Birdsong delights listeners and intrigues evolutionary ecologists. Female birds are thought to preferentially mate with males with more complex or extravagant songs. But why should females prefer these males? What information does a male's song convey?
Jane M. Reid and fellow researchers studied a population of song sparrows inhabiting Mandarte Island, British Columbia, Canada, where males sing elaborate repertoires of songs.
They found that male sparrows with larger song repertoire sizes contributed more offspring and grand-offspring to the breeding population on Mandarte. This was because these males lived longer and reared more hatched chicks to independence from parental care, not because the females who mated to males with larger repertoires laid or hatched more eggs.
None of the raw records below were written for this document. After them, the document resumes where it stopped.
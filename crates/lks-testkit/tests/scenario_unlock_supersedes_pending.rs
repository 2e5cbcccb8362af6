//! Scenario: Unlock supersedes every other pending update.
//!
//! # Invariants under test
//! - Queuing Unlock deletes every other pending record for the same lock and
//!   credential, including an extension edit queued earlier.
//! - Records of other locks are untouched.
//! - A second Unlock while one is pending is a duplicate.
//! - A wearer's `unlock()` is a silent no-op and emits nothing.

use lks_db::UpdateType;
use lks_schemas::{EditExtensionsRequest, ExtensionSlug};
use lks_sync::updates::{FreezePayload, TimePayload};
use lks_sync::{LockInstance, QueueOutcome, UpdateIntent, UpdateQueue};
use lks_testkit::{Harness, LockBuilder};

#[tokio::test]
async fn unlock_deletes_other_pending_updates() -> anyhow::Result<()> {
    let h = Harness::new();
    let cid = h.cid();
    let queue = UpdateQueue::new(h.repo.as_ref());

    queue
        .apply(
            "l1",
            &cid,
            UpdateIntent::Extensions(EditExtensionsRequest { extensions: vec![] }),
        )
        .await?;
    queue
        .apply("l1", &cid, UpdateIntent::Freeze(FreezePayload { is_frozen: true }))
        .await?;
    queue
        .apply("l2", &cid, UpdateIntent::AddRemoveTime(TimePayload { duration: 60 }))
        .await?;
    assert_eq!(h.pending().await?.len(), 3);

    let first = queue.apply("l1", &cid, UpdateIntent::Unlock).await?;
    assert_eq!(first, QueueOutcome::Inserted);
    let second = queue.apply("l1", &cid, UpdateIntent::Unlock).await?;
    assert_eq!(second, QueueOutcome::Duplicate);

    let pending = h.pending().await?;
    let l1: Vec<_> = pending.iter().filter(|u| u.lock_id == "l1").collect();
    assert_eq!(l1.len(), 1);
    assert_eq!(l1[0].update_type, UpdateType::Unlock);
    assert_eq!(h.pending_of("l2", UpdateType::AddRemoveTime).await?.len(), 1);
    Ok(())
}

#[tokio::test]
async fn keyholder_unlock_commit_supersedes_its_own_extension_edit() -> anyhow::Result<()> {
    let h = Harness::new();
    let cid = h.cid();
    let lock = LockBuilder::keyholder("l1")
        .trusted()
        .with_extension(ExtensionSlug::Dice)
        .build();

    let mut instance = LockInstance::new(lock.clone(), cid.clone());
    instance.extensions.dice.set_multiplier(chrono::Duration::hours(2));
    let queue = UpdateQueue::new(h.repo.as_ref());
    for intent in instance.commit_updates() {
        queue.apply("l1", &cid, intent).await?;
    }
    assert_eq!(h.pending_of("l1", UpdateType::UpdateExtensions).await?.len(), 1);

    let mut instance = LockInstance::new(lock, cid.clone());
    instance.unlock();
    let intents = instance.commit_updates();
    assert_eq!(intents, vec![UpdateIntent::Unlock]);
    for intent in intents {
        queue.apply("l1", &cid, intent).await?;
    }

    let pending = h.pending().await?;
    assert_eq!(pending.len(), 1);
    assert_eq!(pending[0].update_type, UpdateType::Unlock);
    Ok(())
}

#[tokio::test]
async fn wearer_unlock_is_a_no_op() -> anyhow::Result<()> {
    let h = Harness::new();
    let mut instance = LockInstance::new(LockBuilder::wearer("l1").build(), h.cid());
    instance.unlock();
    assert!(instance.is_locked());
    assert!(instance.commit_updates().is_empty());
    Ok(())
}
Furthermore, they discovered that independent offspring of males with larger repertoires were more likely to survive to breed and then to leave more grand-offspring than independent offspring of males with small repertoires.
This effect of paternal repertoire size on offspring performance was stronger in sons than in daughters.
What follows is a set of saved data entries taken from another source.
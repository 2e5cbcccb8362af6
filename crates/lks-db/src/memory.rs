//! Deterministic in-process [`Repository`].
//!
//! All state sits behind one mutex, so every operation is atomic. Insertion
//! order is tracked with a sequence number to break `created_at` ties, which
//! keeps ordering stable when several rows share a timestamp.

use std::collections::{BTreeMap, HashMap};
use std::sync::{Mutex, MutexGuard};

use anyhow::{anyhow, Result};
use uuid::Uuid;

use crate::repository::Repository;
use crate::rows::{CredentialId, HistoryEntry, LockUpdate, Snapshot, UpdateType};

#[derive(Default)]
struct State {
    seq: u64,
    snapshots: BTreeMap<(String, CredentialId), Snapshot>,
    history: BTreeMap<(CredentialId, String), (u64, HistoryEntry)>,
    updates: BTreeMap<Uuid, (u64, LockUpdate)>,
    share_links: HashMap<String, String>,
}

impl State {
    fn next_seq(&mut self) -> u64 {
        self.seq += 1;
        self.seq
    }

    fn updates_for<'a>(
        &'a self,
        lock_id: &'a str,
        cred: &'a CredentialId,
    ) -> impl Iterator<Item = &'a (u64, LockUpdate)> + 'a {
        self.updates
            .values()
            .filter(move |(_, u)| u.lock_id == lock_id && &u.credential_id == cred)
    }
}

#[derive(Default)]
pub struct MemoryRepository {
    state: Mutex<State>,
}

impl MemoryRepository {
    pub fn new() -> Self {
        Self::default()
    }

    fn state(&self) -> Result<MutexGuard<'_, State>> {
        self.state
            .lock()
            .map_err(|_| anyhow!("memory repository mutex poisoned"))
    }

    /// Every pending update, oldest first. Inspection helper.
    pub fn all_updates(&self) -> Result<Vec<LockUpdate>> {
        let st = self.state()?;
        let mut rows: Vec<&(u64, LockUpdate)> = st.updates.values().collect();
        rows.sort_by_key(|(seq, u)| (u.created_at, *seq));
        Ok(rows.into_iter().map(|(_, u)| u.clone()).collect())
    }

    /// Every stored history entry, oldest first. Inspection helper.
    pub fn all_history(&self) -> Result<Vec<HistoryEntry>> {
        let st = self.state()?;
        let mut rows: Vec<&(u64, HistoryEntry)> = st.history.values().collect();
        rows.sort_by_key(|(seq, h)| (h.created_at, *seq));
        Ok(rows.into_iter().map(|(_, h)| h.clone()).collect())
    }
}

#[async_trait::async_trait]
impl Repository for MemoryRepository {
    async fn snapshot(&self, lock_id: &str, cred: &CredentialId) -> Result<Option<Snapshot>> {
        let st = self.state()?;
        Ok(st.snapshots.get(&(lock_id.to_string(), cred.clone())).cloned())
    }

    async fn active_snapshots(
        &self,
        cred: &CredentialId,
        shared_lock_ids: Option<&[String]>,
    ) -> Result<Vec<Snapshot>> {
        let st = self.state()?;
        Ok(st
            .snapshots
            .values()
            .filter(|s| &s.credential_id == cred && s.is_active)
            .filter(|s| match shared_lock_ids {
                None => true,
                Some(ids) => s
                    .lock
                    .shared_lock_id()
                    .map(|id| ids.iter().any(|x| x == id))
                    .unwrap_or(false),
            })
            .cloned()
            .collect())
    }

    async fn upsert_snapshot(&self, snapshot: &Snapshot) -> Result<()> {
        let mut st = self.state()?;
        st.snapshots.insert(
            (snapshot.lock_id.clone(), snapshot.credential_id.clone()),
            snapshot.clone(),
        );
        Ok(())
    }

    async fn mark_snapshot_inactive(&self, lock_id: &str, cred: &CredentialId) -> Result<()> {
        let mut st = self.state()?;
        if let Some(s) = st.snapshots.get_mut(&(lock_id.to_string(), cred.clone())) {
            s.is_active = false;
        }
        Ok(())
    }

    async fn most_recent_history_id(
        &self,
        lock_id: &str,
        cred: &CredentialId,
    ) -> Result<Option<String>> {
        let st = self.state()?;
        Ok(st
            .history
            .values()
            .filter(|(_, h)| h.lock_id == lock_id && &h.credential_id == cred)
            .max_by_key(|(seq, h)| (h.created_at, *seq))
            .map(|(_, h)| h.id.clone()))
    }

    async fn unprocessed_history(&self, cred: &CredentialId) -> Result<Vec<HistoryEntry>> {
        let st = self.state()?;
        let mut rows: Vec<&(u64, HistoryEntry)> = st
            .history
            .values()
            .filter(|(_, h)| &h.credential_id == cred && !h.processed)
            .collect();
        rows.sort_by_key(|(seq, h)| (h.created_at, *seq));
        Ok(rows.into_iter().map(|(_, h)| h.clone()).collect())
    }

    async fn has_unprocessed_history(&self, lock_id: &str, cred: &CredentialId) -> Result<bool> {
        let st = self.state()?;
        Ok(st
            .history
            .values()
            .any(|(_, h)| h.lock_id == lock_id && &h.credential_id == cred && !h.processed))
    }

    async fn insert_history(&self, entries: &[HistoryEntry]) -> Result<usize> {
        let mut st = self.state()?;
        let mut inserted = 0;
        for e in entries {
            let key = (e.credential_id.clone(), e.id.clone());
            if st.history.contains_key(&key) {
                continue;
            }
            let seq = st.next_seq();
            st.history.insert(key, (seq, e.clone()));
            inserted += 1;
        }
        Ok(inserted)
    }

    async fn mark_history_processed(&self, id: &str, cred: &CredentialId) -> Result<()> {
        let mut st = self.state()?;
        if let Some((_, h)) = st.history.get_mut(&(cred.clone(), id.to_string())) {
            h.processed = true;
        }
        Ok(())
    }

    async fn update(
        &self,
        lock_id: &str,
        cred: &CredentialId,
        update_type: UpdateType,
    ) -> Result<Option<LockUpdate>> {
        let st = self.state()?;
        Ok(st
            .updates_for(lock_id, cred)
            .filter(|(_, u)| u.update_type == update_type)
            .max_by_key(|(seq, u)| (u.created_at, *seq))
            .map(|(_, u)| u.clone()))
    }

    async fn pending_updates(&self, cred: &CredentialId) -> Result<Vec<LockUpdate>> {
        let st = self.state()?;
        let mut rows: Vec<&(u64, LockUpdate)> = st
            .updates
            .values()
            .filter(|(_, u)| &u.credential_id == cred)
            .collect();
        rows.sort_by_key(|(seq, u)| (u.created_at, *seq));
        Ok(rows.into_iter().map(|(_, u)| u.clone()).collect())
    }

    async fn insert_update(&self, update: &LockUpdate) -> Result<()> {
        let mut st = self.state()?;
        if st.updates.contains_key(&update.id) {
            return Err(anyhow!("duplicate update id {}", update.id));
        }
        let seq = st.next_seq();
        st.updates.insert(update.id, (seq, update.clone()));
        Ok(())
    }

    async fn upsert_update(&self, update: &LockUpdate) -> Result<()> {
        let mut st = self.state()?;
        let seq = match st.updates.get(&update.id) {
            Some((seq, _)) => *seq,
            None => st.next_seq(),
        };
        st.updates.insert(update.id, (seq, update.clone()));
        Ok(())
    }

    async fn delete_update(&self, id: Uuid) -> Result<()> {
        let mut st = self.state()?;
        st.updates.remove(&id);
        Ok(())
    }

    async fn delete_updates_of_type(
        &self,
        lock_id: &str,
        cred: &CredentialId,
        update_type: UpdateType,
    ) -> Result<()> {
        let mut st = self.state()?;
        st.updates.retain(|_, (_, u)| {
            !(u.lock_id == lock_id && &u.credential_id == cred && u.update_type == update_type)
        });
        Ok(())
    }

    async fn delete_all_updates(&self, lock_id: &str, cred: &CredentialId) -> Result<()> {
        let mut st = self.state()?;
        st.updates
            .retain(|_, (_, u)| !(u.lock_id == lock_id && &u.credential_id == cred));
        Ok(())
    }

    async fn share_link(&self, lock_id: &str) -> Result<Option<String>> {
        let st = self.state()?;
        Ok(st.share_links.get(lock_id).cloned())
    }

    async fn upsert_share_link(&self, lock_id: &str, link: &str) -> Result<()> {
        let mut st = self.state()?;
        st.share_links.insert(lock_id.to_string(), link.to_string());
        Ok(())
    }

    async fn delete_share_link(&self, lock_id: &str) -> Result<()> {
        let mut st = self.state()?;
        st.share_links.remove(lock_id);
        Ok(())
    }
}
Although they do not yet know whether these patterns reflect genetic or environmental effects on males or their offspring, their results suggest that female song sparrows would leave more descendants in both current and subsequent generations by pairing with males with large song repertoires.
This article by Jane M. Reid, Peter Arcese, Alice L. E. V. Cassidy, Sara M. Hiebert, James N. M. Smith, Philip K. Stoddard, Amy B. Marr, and Lukas F. Keller will appear in the March 2005 issue of The American Naturalist.